(Beginning of Provided records)
//! JSON bodies carried by PUSH_DATA, PULL_RESP and TX_ACK.

use crate::config::GatewayIdentity;
use crate::gateway::{expand_tmst, DownlinkFrame, StatCounters, TxOutcome, UplinkFrame};
use crate::lora::{format_datarate, parse_datarate, CodingRate, Payload, MAX_PAYLOAD_LENGTH};
use base64::engine::general_purpose::STANDARD as BASE64;
use base64::Engine;
use chrono::{DateTime, SecondsFormat, TimeZone, Utc};
use log::warn;
use serde::{Deserialize, Serialize};

use super::packet::ProtocolError;

/// Modulation string for LoRa frames.
pub const MODULATION_LORA: &str = "LORA";

/// Preamble used when a PULL_RESP leaves `prea` out.
pub const DEFAULT_PREAMBLE: u16 = 8;

/// Power used when a PULL_RESP leaves `powe` out.
pub const DEFAULT_TX_POWER_DBM: i8 = 14;

/// One received packet (`rxpk` entry).
#[derive(Debug, Clone, PartialEq, Serialize, Deserialize)]
pub struct RxPacket {
    /// UTC receive time, ISO 8601.
    pub time: String,
    /// Low 32 bits of the radio clock (µs) at RX-done.
    pub tmst: u32,
    pub chan: u8,
    pub rfch: u8,
    /// Centre frequency in MHz.
    pub freq: f64,
    /// CRC status: 1 = OK.
    pub stat: i8,
    pub modu: String,
    pub datr: String,
    pub codr: String,
    pub rssi: i16,
    pub lsnr: f32,
    pub size: u16,
    /// Base64 payload.
    pub data: String,
}

impl RxPacket {
    pub fn from_uplink(frame: &UplinkFrame) -> Self {
        let time = Utc
            .timestamp_millis_opt(frame.received_unix_ms)
            .single()
            .unwrap_or_default();
        Self {
            time: time.to_rfc3339_opts(SecondsFormat::Micros, true),
            tmst: frame.received_at_us as u32,
            chan: frame.channel_index,
            rfch: 0,
            freq: frame.frequency_hz as f64 / 1e6,
            stat: 1,
            modu: MODULATION_LORA.to_string(),
            datr: format_datarate(frame.spreading_factor, frame.bandwidth),
            codr: frame.coding_rate.to_string(),
            rssi: frame.rssi_dbm,
            lsnr: frame.snr_db,
            size: frame.payload.len() as u16,
            data: BASE64.encode(&frame.payload),
        }
    }
}

/// Gateway status report (`stat` object).
#[derive(Debug, Clone, PartialEq, Serialize, Deserialize)]
pub struct GatewayStatus {
    /// UTC time, "YYYY-MM-DD HH:MM:SS GMT".
    pub time: String,
    pub lati: f64,
    pub long: f64,
    pub alti: i32,
    /// Packets received.
    pub rxnb: u64,
    /// Packets received with a valid CRC.
    pub rxok: u64,
    /// Packets forwarded.
    pub rxfw: u64,
    /// Percentage of upstream datagrams acknowledged.
    pub ackr: f64,
    /// Downlinks received.
    pub dwnb: u64,
    /// Packets emitted.
    pub txnb: u64,
    pub pfrm: String,
    pub mail: String,
    pub desc: String,
}

impl GatewayStatus {
    pub fn new(counters: &StatCounters, identity: &GatewayIdentity, now: DateTime<Utc>) -> Self {
        let received = counters
            .rx_ok
            .saturating_add(counters.rx_crc_errors)
            .saturating_add(counters.rx_bad_header);
        let lost = counters
            .uplinks_dropped
            .saturating_add(counters.push_discarded);
        Self {
            time: now.format("%Y-%m-%d %H:%M:%S GMT").to_string(),
            lati: identity.latitude,
            long: identity.longitude,
            alti: identity.altitude,
            rxnb: received,
            rxok: counters.rx_ok,
            rxfw: counters.rx_ok.saturating_sub(lost),
            ackr: (counters.ack_ratio() * 10.0).round() / 10.0,
            dwnb: counters.downlinks_received,
            txnb: counters.tx_ok,
            pfrm: identity.platform.clone(),
            mail: identity.email.clone(),
            desc: identity.description.clone(),
        }
    }
}

/// PUSH_DATA body.
#[derive(Debug, Clone, PartialEq, Default, Serialize, Deserialize)]
pub struct PushPayload {
    #[serde(default, skip_serializing_if = "Vec::is_empty")]
    pub rxpk: Vec<RxPacket>,
    #[serde(default, skip_serializing_if = "Option::is_none")]
    pub stat: Option<GatewayStatus>,
}

impl PushPayload {
    pub fn to_bytes(&self) -> Result<Vec<u8>, ProtocolError> {
        Ok(serde_json::to_vec(self)?)
    }
}

/// Downlink request (`txpk` object).
#[derive(Debug, Clone, PartialEq, Serialize, Deserialize)]
pub struct TxPacket {
    #[serde(default)]
    pub imme: bool,
    #[serde(default, skip_serializing_if = "Option::is_none")]
    pub tmst: Option<u32>,
    /// Centre frequency in MHz.
    pub freq: f64,
    #[serde(default)]
    pub rfch: u8,
    #[serde(default, skip_serializing_if = "Option::is_none")]
    pub powe: Option<i8>,
    pub modu: String,
    pub datr: String,
    #[serde(default, skip_serializing_if = "Option::is_none")]
    pub codr: Option<String>,
    #[serde(default)]
    pub ipol: bool,
    #[serde(default, skip_serializing_if = "Option::is_none")]
    pub prea: Option<u16>,
    #[serde(default, skip_serializing_if = "Option::is_none")]
    pub size: Option<u16>,
    pub data: String,
    #[serde(default)]
    pub ncrc: bool,
}

#[derive(Debug, Clone, PartialEq, Serialize, Deserialize)]
struct PullResponse {
    txpk: TxPacket,
}

impl TxPacket {
    /// Parse a PULL_RESP body.
    pub fn from_pull_resp(body: &[u8]) -> Result<Self, ProtocolError> {
        let resp: PullResponse = serde_json::from_slice(body)?;
        Ok(resp.txpk)
    }

    /// Turn the request into a frame for the radio.
    ///
    /// `tmst` is expanded against the radio clock `now_us`; `token` is that
    /// of the PULL_RESP and comes back in the TX_ACK.
    pub fn into_downlink(self, token: u16, now_us: u64) -> Result<DownlinkFrame, ProtocolError> {
        if self.modu != MODULATION_LORA {
            return Err(invalid("modu", self.modu));
        }
        let (spreading_factor, bandwidth) =
            parse_datarate(&self.datr).map_err(|e| invalid("datr", e.to_string()))?;
        let coding_rate = match self.codr.as_deref() {
            Some(codr) => codr
                .parse::<CodingRate>()
                .map_err(|e| invalid("codr", e.to_string()))?,
            None => CodingRate::Cr4_5,
        };

        let raw = BASE64
            .decode(self.data.as_bytes())
            .map_err(|e| invalid("data", e.to_string()))?;
        if raw.is_empty() || raw.len() > MAX_PAYLOAD_LENGTH {
            return Err(invalid("size", raw.len().to_string()));
        }
        if let Some(size) = self.size {
            if size as usize != raw.len() {
                warn!(
                    "txpk size {} does not match {} decoded bytes, using decoded length",
                    size,
                    raw.len()
                );
            }
        }
        let payload =
            Payload::from_slice(&raw).map_err(|_| invalid("size", raw.len().to_string()))?;

        let target_us = if self.imme {
            now_us
        } else {
            let tmst = self
                .tmst
                .ok_or_else(|| invalid("tmst", "missing for timed downlink".to_string()))?;
            expand_tmst(tmst, now_us)
        };

        if !(self.freq.is_finite() && self.freq > 0.0) {
            return Err(invalid("freq", self.freq.to_string()));
        }

        Ok(DownlinkFrame {
            payload,
            target_us,
            immediate: self.imme,
            spreading_factor,
            bandwidth,
            coding_rate,
            frequency_hz: (self.freq * 1e6).round() as u32,
            tx_power_dbm: self.powe.unwrap_or(DEFAULT_TX_POWER_DBM),
            invert_iq: self.ipol,
            preamble: self.prea.unwrap_or(DEFAULT_PREAMBLE),
            crc: !self.ncrc,
            token,
        })
    }
}

fn invalid(field: &'static str, reason: String) -> ProtocolError {
    ProtocolError::InvalidField { field, reason }
}

/// TX_ACK error values.
#[derive(Debug, Clone, Copy, PartialEq, Eq, Serialize, Deserialize)]
#[serde(rename_all = "SCREAMING_SNAKE_CASE")]
pub enum TxAckError {
    None,
    TooLate,
    TooEarly,
    CollisionPacket,
    CollisionBeacon,
    TxFreq,
    TxPower,
    GpsUnlocked,
    /// The radio did not finish the transmission.
    TxFailed,
    /// The `txpk` object could not be parsed.
    InvalidTxpk,
}

impl From<TxOutcome> for TxAckError {
    fn from(outcome: TxOutcome) -> Self {
        match outcome {
            TxOutcome::Sent => Self::None,
            TxOutcome::TooLate => Self::TooLate,
            TxOutcome::TooEarly => Self::TooEarly,
            TxOutcome::Collision => Self::CollisionPacket,
            TxOutcome::UnsupportedFrequency => Self::TxFreq,
            TxOutcome::Failed => Self::TxFailed,
            TxOutcome::Malformed => Self::InvalidTxpk,
        }
    }
}

#[derive(Debug, Clone, Copy, PartialEq, Eq, Serialize, Deserialize)]
pub struct TxAckBody {
    pub error: TxAckError,
}

/// TX_ACK body.
#[derive(Debug, Clone, Copy, PartialEq, Eq, Serialize, Deserialize)]
pub struct TxAckPayload {
    pub txpk_ack: TxAckBody,
}

impl TxAckPayload {
    pub fn new(outcome: TxOutcome) -> Self {
        Self {
            txpk_ack: TxAckBody {
                error: outcome.into(),
            },
        }
    }

    pub fn to_bytes(&self) -> Result<Vec<u8>, ProtocolError> {
        Ok(serde_json::to_vec(self)?)
    }
}

#[cfg(test)]
mod tests {
    use super::*;
    use crate::lora::{Bandwidth, SpreadingFactor};
    use lora_1ch_gateway_macros::esp32_test;
    use serde_json::{json, Value};

    fn uplink() -> UplinkFrame {
        UplinkFrame {
            payload: Payload::from_slice(b"hello").unwrap(),
            received_at_us: (1u64 << 32) + 1_000,
            received_unix_ms: 1_700_000_000_123,
            rssi_dbm: -57,
            snr_db: 9.25,
            spreading_factor: SpreadingFactor::Sf9,
            bandwidth: Bandwidth::Khz125,
            coding_rate: CodingRate::Cr4_5,
            frequency_hz: 868_100_000,
            channel_index: 0,
        }
    }

    #[esp32_test]
    fn test_rxpk_fields() {
        let pkt = RxPacket::from_uplink(&uplink());
        let value: Value = serde_json::to_value(&pkt).unwrap();
        assert_eq!(value["tmst"], json!(1_000));
        assert_eq!(value["freq"], json!(868.1));
        assert_eq!(value["datr"], json!("SF9BW125"));
        assert_eq!(value["codr"], json!("4/5"));
        assert_eq!(value["modu"], json!("LORA"));
        assert_eq!(value["rssi"], json!(-57));
        assert_eq!(value["size"], json!(5));
        assert_eq!(value["data"], json!("aGVsbG8="));
        assert_eq!(pkt.time, "2023-11-14T22:13:20.123000Z");
    }

    #[esp32_test]
    fn test_push_payload_omits_empty_parts() {
        let only_rx = PushPayload {
            rxpk: vec![RxPacket::from_uplink(&uplink())],
            stat: None,
        };
        let value: Value = serde_json::from_slice(&only_rx.to_bytes().unwrap()).unwrap();
        assert!(value.get("stat").is_none());
        assert_eq!(value["rxpk"].as_array().unwrap().len(), 1);
    }

    #[esp32_test]
    fn test_stat_counts() {
        let counters = StatCounters {
            rx_ok: 10,
            rx_crc_errors: 2,
            uplinks_dropped: 1,
            push_sent: 4,
            push_acked: 3,
            downlinks_received: 2,
            tx_ok: 1,
            ..StatCounters::default()
        };
        let now = Utc.with_ymd_and_hms(2024, 3, 1, 12, 30, 5).unwrap();
        let stat = GatewayStatus::new(&counters, &GatewayIdentity::default(), now);
        assert_eq!(stat.time, "2024-03-01 12:30:05 GMT");
        assert_eq!(stat.rxnb, 12);
        assert_eq!(stat.rxok, 10);
        assert_eq!(stat.rxfw, 9);
        assert_eq!(stat.ackr, 75.0);
        assert_eq!(stat.dwnb, 2);
        assert_eq!(stat.txnb, 1);
    }

    #[esp32_test]
    fn test_txpk_to_downlink() {
        let body = br#"{"txpk":{"imme":false,"tmst":5000000,"freq":869.525,"rfch":0,
            "powe":27,"modu":"LORA","datr":"SF9BW125","codr":"4/6","ipol":true,
            "size":3,"data":"AQID"}}"#;
        let txpk = TxPacket::from_pull_resp(body).unwrap();
        let frame = txpk.into_downlink(0x4242, (1u64 << 32) + 10).unwrap();

        assert_eq!(frame.target_us, (1u64 << 32) + 5_000_000);
        assert_eq!(frame.frequency_hz, 869_525_000);
        assert_eq!(frame.spreading_factor, SpreadingFactor::Sf9);
        assert_eq!(frame.coding_rate, CodingRate::Cr4_6);
        assert_eq!(frame.tx_power_dbm, 27);
        assert!(frame.invert_iq);
        assert!(frame.crc);
        assert_eq!(frame.preamble, DEFAULT_PREAMBLE);
        assert_eq!(frame.payload.as_slice(), &[1, 2, 3]);
        assert_eq!(frame.token, 0x4242);
    }

    #[esp32_test]
    fn test_txpk_rejects_bad_fields() {
        let base = json!({"imme": true, "freq": 868.1, "modu": "LORA",
            "datr": "SF7BW125", "data": "AQID"});

        let mut fsk = base.clone();
        fsk["modu"] = json!("FSK");
        let mut sf6 = base.clone();
        sf6["datr"] = json!("SF6BW125");
        let mut timed = base.clone();
        timed["imme"] = json!(false);
        let mut empty = base.clone();
        empty["data"] = json!("");

        for (bad, field) in [(fsk, "modu"), (sf6, "datr"), (timed, "tmst"), (empty, "size")] {
            let txpk: TxPacket = serde_json::from_value(bad).unwrap();
            match txpk.into_downlink(1, 0) {
                Err(ProtocolError::InvalidField { field: f, .. }) => assert_eq!(f, field),
                other => panic!("expected {} error, got {:?}", field, other),
            }
        }

        assert!(matches!(
            TxPacket::from_pull_resp(b"{\"rxpk\":[]}"),
            Err(ProtocolError::Json(_))
        ));
    }

    #[esp32_test]
    fn test_tx_ack_errors() {
        let ack = TxAckPayload::new(TxOutcome::TooLate).to_bytes().unwrap();
        assert_eq!(ack, br#"{"txpk_ack":{"error":"TOO_LATE"}}"#);
        let ack = TxAckPayload::new(TxOutcome::Collision).to_bytes().unwrap();
        assert_eq!(ack, br#"{"txpk_ack":{"error":"COLLISION_PACKET"}}"#);
        let ack = TxAckPayload::new(TxOutcome::Sent).to_bytes().unwrap();
        assert_eq!(ack, br#"{"txpk_ack":{"error":"NONE"}}"#);
        assert_eq!(TxAckError::from(TxOutcome::UnsupportedFrequency), TxAckError::TxFreq);
    }
}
(End of Provided records)
From the entries above, print the lines beginning at the one with "assert_eq!(stat.ackr, 75.0);" and stopping after the one with "let frame = txpk.into_downlink(0x4242, (1u64", exactly as written and with nothing else.

**Written solution**
        assert_eq!(stat.ackr, 75.0);
        assert_eq!(stat.dwnb, 2);
        assert_eq!(stat.txnb, 1);
    }

    #[esp32_test]
    fn test_txpk_to_downlink() {
        let body = br#"{"txpk":{"imme":false,"tmst":5000000,"freq":869.525,"rfch":0,
            "powe":27,"modu":"LORA","datr":"SF9BW125","codr":"4/6","ipol":true,
            "size":3,"data":"AQID"}}"#;
        let txpk = TxPacket::from_pull_resp(body).unwrap();
        let frame = txpk.into_downlink(0x4242, (1u64 << 32) + 10).unwrap();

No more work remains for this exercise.